((

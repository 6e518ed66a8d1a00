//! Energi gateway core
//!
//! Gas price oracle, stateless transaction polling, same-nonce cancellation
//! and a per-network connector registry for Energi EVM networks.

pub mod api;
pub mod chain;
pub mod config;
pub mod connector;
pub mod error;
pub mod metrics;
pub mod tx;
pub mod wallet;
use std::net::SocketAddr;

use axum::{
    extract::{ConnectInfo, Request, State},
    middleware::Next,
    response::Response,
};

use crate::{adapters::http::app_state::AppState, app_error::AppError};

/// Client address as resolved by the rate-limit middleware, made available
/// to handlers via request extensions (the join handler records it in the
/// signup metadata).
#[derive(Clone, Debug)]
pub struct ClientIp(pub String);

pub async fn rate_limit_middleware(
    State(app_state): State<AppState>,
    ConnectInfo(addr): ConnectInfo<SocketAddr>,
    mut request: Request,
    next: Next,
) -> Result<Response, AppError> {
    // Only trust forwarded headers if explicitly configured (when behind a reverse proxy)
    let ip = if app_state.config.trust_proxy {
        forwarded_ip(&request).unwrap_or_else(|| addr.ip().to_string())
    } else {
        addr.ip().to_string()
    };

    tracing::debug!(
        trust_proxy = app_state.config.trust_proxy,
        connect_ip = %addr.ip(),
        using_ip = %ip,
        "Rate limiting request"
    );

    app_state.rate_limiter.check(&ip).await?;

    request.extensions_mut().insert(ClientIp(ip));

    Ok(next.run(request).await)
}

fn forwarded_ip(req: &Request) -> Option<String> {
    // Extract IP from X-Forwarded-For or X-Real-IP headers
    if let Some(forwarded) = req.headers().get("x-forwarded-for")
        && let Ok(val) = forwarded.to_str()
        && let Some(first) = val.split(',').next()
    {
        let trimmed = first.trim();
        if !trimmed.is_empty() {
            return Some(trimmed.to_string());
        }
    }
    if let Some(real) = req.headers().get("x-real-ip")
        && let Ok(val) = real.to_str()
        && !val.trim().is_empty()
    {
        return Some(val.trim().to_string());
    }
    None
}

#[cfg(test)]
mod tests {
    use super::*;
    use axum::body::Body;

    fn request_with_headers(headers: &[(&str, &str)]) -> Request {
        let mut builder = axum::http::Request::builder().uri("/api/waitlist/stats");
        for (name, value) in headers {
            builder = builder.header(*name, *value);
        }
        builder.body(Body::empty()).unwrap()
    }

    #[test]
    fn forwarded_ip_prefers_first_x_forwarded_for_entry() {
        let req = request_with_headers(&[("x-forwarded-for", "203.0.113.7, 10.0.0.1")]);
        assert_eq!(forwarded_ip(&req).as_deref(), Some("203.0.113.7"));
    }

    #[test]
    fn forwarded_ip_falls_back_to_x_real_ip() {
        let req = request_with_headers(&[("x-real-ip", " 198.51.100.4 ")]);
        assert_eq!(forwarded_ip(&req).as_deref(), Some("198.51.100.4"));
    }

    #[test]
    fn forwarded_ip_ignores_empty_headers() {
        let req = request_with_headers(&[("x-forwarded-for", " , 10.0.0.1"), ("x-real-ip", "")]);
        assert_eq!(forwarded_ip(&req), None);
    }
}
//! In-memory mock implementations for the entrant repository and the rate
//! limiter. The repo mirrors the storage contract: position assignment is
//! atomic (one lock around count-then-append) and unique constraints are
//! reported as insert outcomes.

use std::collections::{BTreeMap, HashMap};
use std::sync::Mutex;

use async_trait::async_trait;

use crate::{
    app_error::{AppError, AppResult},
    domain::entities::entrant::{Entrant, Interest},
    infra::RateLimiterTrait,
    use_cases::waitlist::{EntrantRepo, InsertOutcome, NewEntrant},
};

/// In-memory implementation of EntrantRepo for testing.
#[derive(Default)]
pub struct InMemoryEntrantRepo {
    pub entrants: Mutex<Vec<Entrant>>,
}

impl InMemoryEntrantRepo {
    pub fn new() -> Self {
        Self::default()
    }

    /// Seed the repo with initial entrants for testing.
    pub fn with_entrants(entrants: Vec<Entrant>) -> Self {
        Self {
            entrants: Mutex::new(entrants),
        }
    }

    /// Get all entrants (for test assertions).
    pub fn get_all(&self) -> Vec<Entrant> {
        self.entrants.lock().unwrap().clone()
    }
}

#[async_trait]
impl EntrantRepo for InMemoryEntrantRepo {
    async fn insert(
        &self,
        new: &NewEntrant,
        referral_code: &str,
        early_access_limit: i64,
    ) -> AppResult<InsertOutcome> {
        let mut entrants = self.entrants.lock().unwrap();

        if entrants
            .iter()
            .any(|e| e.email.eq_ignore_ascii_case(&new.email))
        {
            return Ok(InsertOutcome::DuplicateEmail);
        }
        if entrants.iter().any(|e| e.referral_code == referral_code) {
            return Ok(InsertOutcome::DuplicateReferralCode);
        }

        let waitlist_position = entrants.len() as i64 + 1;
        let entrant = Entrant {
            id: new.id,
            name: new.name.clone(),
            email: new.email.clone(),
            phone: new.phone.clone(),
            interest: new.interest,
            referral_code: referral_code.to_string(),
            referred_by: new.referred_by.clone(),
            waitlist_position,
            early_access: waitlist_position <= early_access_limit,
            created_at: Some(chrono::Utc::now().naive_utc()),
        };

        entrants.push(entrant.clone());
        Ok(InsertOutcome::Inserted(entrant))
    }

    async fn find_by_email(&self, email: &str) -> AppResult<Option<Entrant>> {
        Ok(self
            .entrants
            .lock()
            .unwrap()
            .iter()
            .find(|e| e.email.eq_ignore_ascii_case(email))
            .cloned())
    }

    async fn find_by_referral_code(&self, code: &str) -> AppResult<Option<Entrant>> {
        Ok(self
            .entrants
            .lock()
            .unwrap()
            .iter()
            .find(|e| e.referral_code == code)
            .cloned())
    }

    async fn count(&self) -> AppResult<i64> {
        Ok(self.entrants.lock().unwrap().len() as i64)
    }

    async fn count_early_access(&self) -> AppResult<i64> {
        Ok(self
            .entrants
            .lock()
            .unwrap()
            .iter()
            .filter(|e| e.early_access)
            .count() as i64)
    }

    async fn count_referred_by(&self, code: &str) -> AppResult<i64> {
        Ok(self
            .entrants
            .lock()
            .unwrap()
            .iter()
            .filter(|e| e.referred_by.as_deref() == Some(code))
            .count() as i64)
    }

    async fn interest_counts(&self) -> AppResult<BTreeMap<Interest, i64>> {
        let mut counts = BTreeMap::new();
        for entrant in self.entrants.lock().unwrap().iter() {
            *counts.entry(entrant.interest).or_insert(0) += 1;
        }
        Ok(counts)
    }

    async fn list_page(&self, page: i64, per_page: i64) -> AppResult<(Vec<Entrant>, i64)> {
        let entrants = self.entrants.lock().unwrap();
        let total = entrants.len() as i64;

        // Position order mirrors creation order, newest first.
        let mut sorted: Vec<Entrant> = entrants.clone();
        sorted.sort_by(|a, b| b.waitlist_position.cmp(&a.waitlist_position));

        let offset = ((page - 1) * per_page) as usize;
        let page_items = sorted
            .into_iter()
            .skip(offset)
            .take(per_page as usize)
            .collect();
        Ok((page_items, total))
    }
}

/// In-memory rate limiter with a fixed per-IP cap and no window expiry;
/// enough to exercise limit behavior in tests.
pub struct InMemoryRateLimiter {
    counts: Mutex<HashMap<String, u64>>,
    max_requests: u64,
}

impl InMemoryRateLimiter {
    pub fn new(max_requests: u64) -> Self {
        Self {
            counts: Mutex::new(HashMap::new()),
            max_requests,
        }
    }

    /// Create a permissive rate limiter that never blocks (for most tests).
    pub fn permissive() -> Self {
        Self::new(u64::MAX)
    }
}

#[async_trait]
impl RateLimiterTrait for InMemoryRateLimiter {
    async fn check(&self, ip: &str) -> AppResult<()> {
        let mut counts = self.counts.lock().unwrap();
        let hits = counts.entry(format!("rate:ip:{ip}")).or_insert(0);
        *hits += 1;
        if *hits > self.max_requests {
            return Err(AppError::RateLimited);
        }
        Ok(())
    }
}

))

Repeat exactly the lines that run from the opening of the listing through the line holding "request.extensions_mut().insert(ClientIp(ip));". Leave out everything else.

OUTPUT
repository 6e518ed66a8d1a00
//! Energi gateway core
//!
//! Gas price oracle, stateless transaction polling, same-nonce cancellation
//! and a per-network connector registry for Energi EVM networks.

pub mod api;
pub mod chain;
pub mod config;
pub mod connector;
pub mod error;
pub mod metrics;
pub mod tx;
pub mod wallet;
use std::net::SocketAddr;

use axum::{
    extract::{ConnectInfo, Request, State},
    middleware::Next,
    response::Response,
};

use crate::{adapters::http::app_state::AppState, app_error::AppError};

/// Client address as resolved by the rate-limit middleware, made available
/// to handlers via request extensions (the join handler records it in the
/// signup metadata).
#[derive(Clone, Debug)]
pub struct ClientIp(pub String);

pub async fn rate_limit_middleware(
    State(app_state): State<AppState>,
    ConnectInfo(addr): ConnectInfo<SocketAddr>,
    mut request: Request,
    next: Next,
) -> Result<Response, AppError> {
    // Only trust forwarded headers if explicitly configured (when behind a reverse proxy)
    let ip = if app_state.config.trust_proxy {
        forwarded_ip(&request).unwrap_or_else(|| addr.ip().to_string())
    } else {
        addr.ip().to_string()
    };

    tracing::debug!(
        trust_proxy = app_state.config.trust_proxy,
        connect_ip = %addr.ip(),
        using_ip = %ip,
        "Rate limiting request"
    );

    app_state.rate_limiter.check(&ip).await?;

    request.extensions_mut().insert(ClientIp(ip));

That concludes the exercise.